Ivermectin Continues to Cause Polemics: Judge Rules That Ohio Hospital Cannot Use the Drug to Treat Covid

Ivermectin Continues to Cause Polemics: Judge Rules That Ohio Hospital Cannot Use the Drug to Treat Covid

Since the beginning of the Covid-19 pandemic in Wuhan 2019, doctors, health workers, researchers, and people alike have been trying to identify the best treatment for Covid, infected patients. The FDA has approved monoclonal antibody treatments, such as Sotrovimab, to help patients with severe symptoms. The lab-made proteins help the immune system fight the virus by blocking it from entering human cells. However, many have also praised ivermectin, a drug used to treat and prevent parasites in animals, specifically horses, as a promising treatment against Covid-19 on humans. The FDA, the CDC, and many international health organizations do not approve ivermectin to treat or prevent the infection with the new coronavirus. Even so, those who are desperate to save their loved ones would be willing to use any treatment. 

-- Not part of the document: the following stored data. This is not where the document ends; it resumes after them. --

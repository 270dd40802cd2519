// 该文件是 Shanan （山南西风） 项目的一部分。
// src/output.rs - 输出定义
//
// 本程序遵循 GNU Affero 通用公共许可证（AGPL）许可协议。
// 本程序的发布旨在提供实用价值，但不作任何形式的担保，
// 包括但不限于对适销性或特定用途适用性的默示担保。
// 更多详情请参阅 GNU 通用公共许可证。
//
// Copyright (C) 2026 Johann Li <me@qinka.pro>, ETVP

pub mod draw;

mod encode;
pub use self::encode::{DEFAULT_JPEG_QUALITY, EncodeError, encode_jpeg, encode_jpeg_base64};

mod save_image_file;
pub use self::save_image_file::{SaveImageFileError, SaveImageFileOutput};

An Ohio Covid-19 patient received ivermectin as treatment

In July, Jeffrey Smith, aged 51, was admitted to the hospital after testing positive for the virus. Because his condition was severe and required intubation, his wife wanted the doctors at the West Chester hospital to use ivermectin and treat him. The idea came after an Ohio doctor, Fred Wagshul, prescribed the treatment for her husband, who had less than a 30 % survival rate. Jeffrezţs wife sued the hospital because doctors did not want to use the drug. A judge granted her wish, and the husband received the treatment. 

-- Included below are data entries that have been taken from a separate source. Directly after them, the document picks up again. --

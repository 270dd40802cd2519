// 该文件是 Shanan （山南西风） 项目的一部分。
// src/output/draw.rs - 目标检测结果可视化
//
// 本程序遵循 GNU Affero 通用公共许可证（AGPL）许可协议。
// 本程序的发布旨在提供实用价值，但不作任何形式的担保，
// 包括但不限于对适销性或特定用途适用性的默示担保。
// 更多详情请参阅 GNU 通用公共许可证。
//
// Copyright (C) 2026 Johann Li <me@qinka.pro>, ETVP

use std::{collections::BTreeMap, path::Path};

use ab_glyph::{FontArc, PxScale};
use image::{Rgb, RgbImage};
use imageproc::{
  drawing::{draw_hollow_rect_mut, draw_text_mut},
  rect::Rect,
};
use thiserror::Error;
use tracing::info;

/// BGR 颜色
pub type Bgr = [u8; 3];

pub const DEFAULT_COLOR: Bgr = [255, 0, 0];

const CLASS_COLORS: [(u32, Bgr); 4] = [
  (0, [255, 51, 51]),
  (1, [128, 255, 0]),
  (2, [255, 0, 255]),
  (3, [0, 102, 204]),
];

// 文本渲染常量
const LABEL_FONT_SIZE: f32 = 16.0;
const LABEL_TEXT_HEIGHT: i32 = 16;
const LABEL_TEXT_GAP: i32 = 4;
const BOX_THICKNESS: i32 = 2;

#[derive(Error, Debug)]
pub enum DrawError {
  #[error("I/O 错误: {0}")]
  IoError(#[from] std::io::Error),
  #[error("字体文件无效: {0}")]
  InvalidFont(#[from] ab_glyph::InvalidFont),
}

/// 类别编号到显示颜色的固定映射
#[derive(Debug, Clone, PartialEq, Eq)]
pub struct ColorMap {
  colors: BTreeMap<u32, Bgr>,
  fallback: Bgr,
}

impl Default for ColorMap {
  fn default() -> Self {
    Self {
      colors: CLASS_COLORS.into_iter().collect(),
      fallback: DEFAULT_COLOR,
    }
  }
}

impl ColorMap {
  pub fn color(&self, class_id: u32) -> Bgr {
    self.colors.get(&class_id).copied().unwrap_or(self.fallback)
  }
}

fn to_rgb([b, g, r]: Bgr) -> Rgb<u8> {
  Rgb([r, g, b])
}

/// 在 RGB 图像上绘制检测框与标签
#[derive(Clone)]
pub struct Draw {
  font: FontArc,
  font_size: f32,
  label_text_height: i32,
  thickness: i32,
}

impl Default for Draw {
  fn default() -> Self {
    let font_data = include_bytes!("../../assets/font.ttf"); // default font
    let font = FontArc::try_from_slice(font_data).expect("无法加载嵌入的字体文件");

    Self {
      font,
      font_size: LABEL_FONT_SIZE,
      label_text_height: LABEL_TEXT_HEIGHT,
      thickness: BOX_THICKNESS,
    }
  }
}

impl Draw {
  /// 替换内置字体
  pub fn with_font(mut self, font: FontArc) -> Self {
    self.font = font;
    self
  }

  pub fn load_font(path: impl AsRef<Path>) -> Result<FontArc, DrawError> {
    let path = path.as_ref();
    let font = FontArc::try_from_vec(std::fs::read(path)?)?;
    info!("加载字体文件: {}", path.display());
    Ok(font)
  }

  /// 标签文字的顶边：框上方留出文字高度与间隙，不超出第 0 行
  fn label_y(&self, y_min: i32) -> i32 {
    (y_min - self.label_text_height - LABEL_TEXT_GAP).max(0)
  }

  /// bbox 为像素坐标 [x_min, y_min, x_max, y_max]，超出图像的部分被裁掉
  pub fn draw_bbox_with_label(&self, image: &mut RgbImage, bbox: [u32; 4], label: &str, color: Bgr) {
    let (w, h) = (image.width() as i32, image.height() as i32);
    if w == 0 || h == 0 {
      return;
    }

    let x_min = (bbox[0] as i64).clamp(0, w as i64 - 1) as i32;
    let y_min = (bbox[1] as i64).clamp(0, h as i64 - 1) as i32;
    let x_max = (bbox[2] as i64).clamp(0, w as i64 - 1) as i32;
    let y_max = (bbox[3] as i64).clamp(0, h as i64 - 1) as i32;
    let color = to_rgb(color);

    // 由外向内逐层描边
    for t in 0..self.thickness {
      let box_w = x_max - x_min - 2 * t + 1;
      let box_h = y_max - y_min - 2 * t + 1;
      if box_w <= 0 || box_h <= 0 {
        break;
      }
      let rect = Rect::at(x_min + t, y_min + t).of_size(box_w as u32, box_h as u32);
      draw_hollow_rect_mut(image, rect, color);
    }

    draw_text_mut(
      image,
      color,
      x_min,
      self.label_y(y_min),
      PxScale::from(self.font_size),
      &self.font,
      label,
    );
  }
}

An Ohio judge ruled against forcing hospitals to use ivermectin and other unapproved drugs to treat patients

Following Jeffrey Smith’s case, another Ohio judge ruled yesterday that ivermectin has not been approved to treat the new coronavirus and that public policy should not allow doctors and hospitals to use any drug on humans. Judge Michael Oster Jr. from Hamilton County Common Pleas declared he sympathizes with Smith’s family, but experimental treatments should not be administered to humans in hospitals.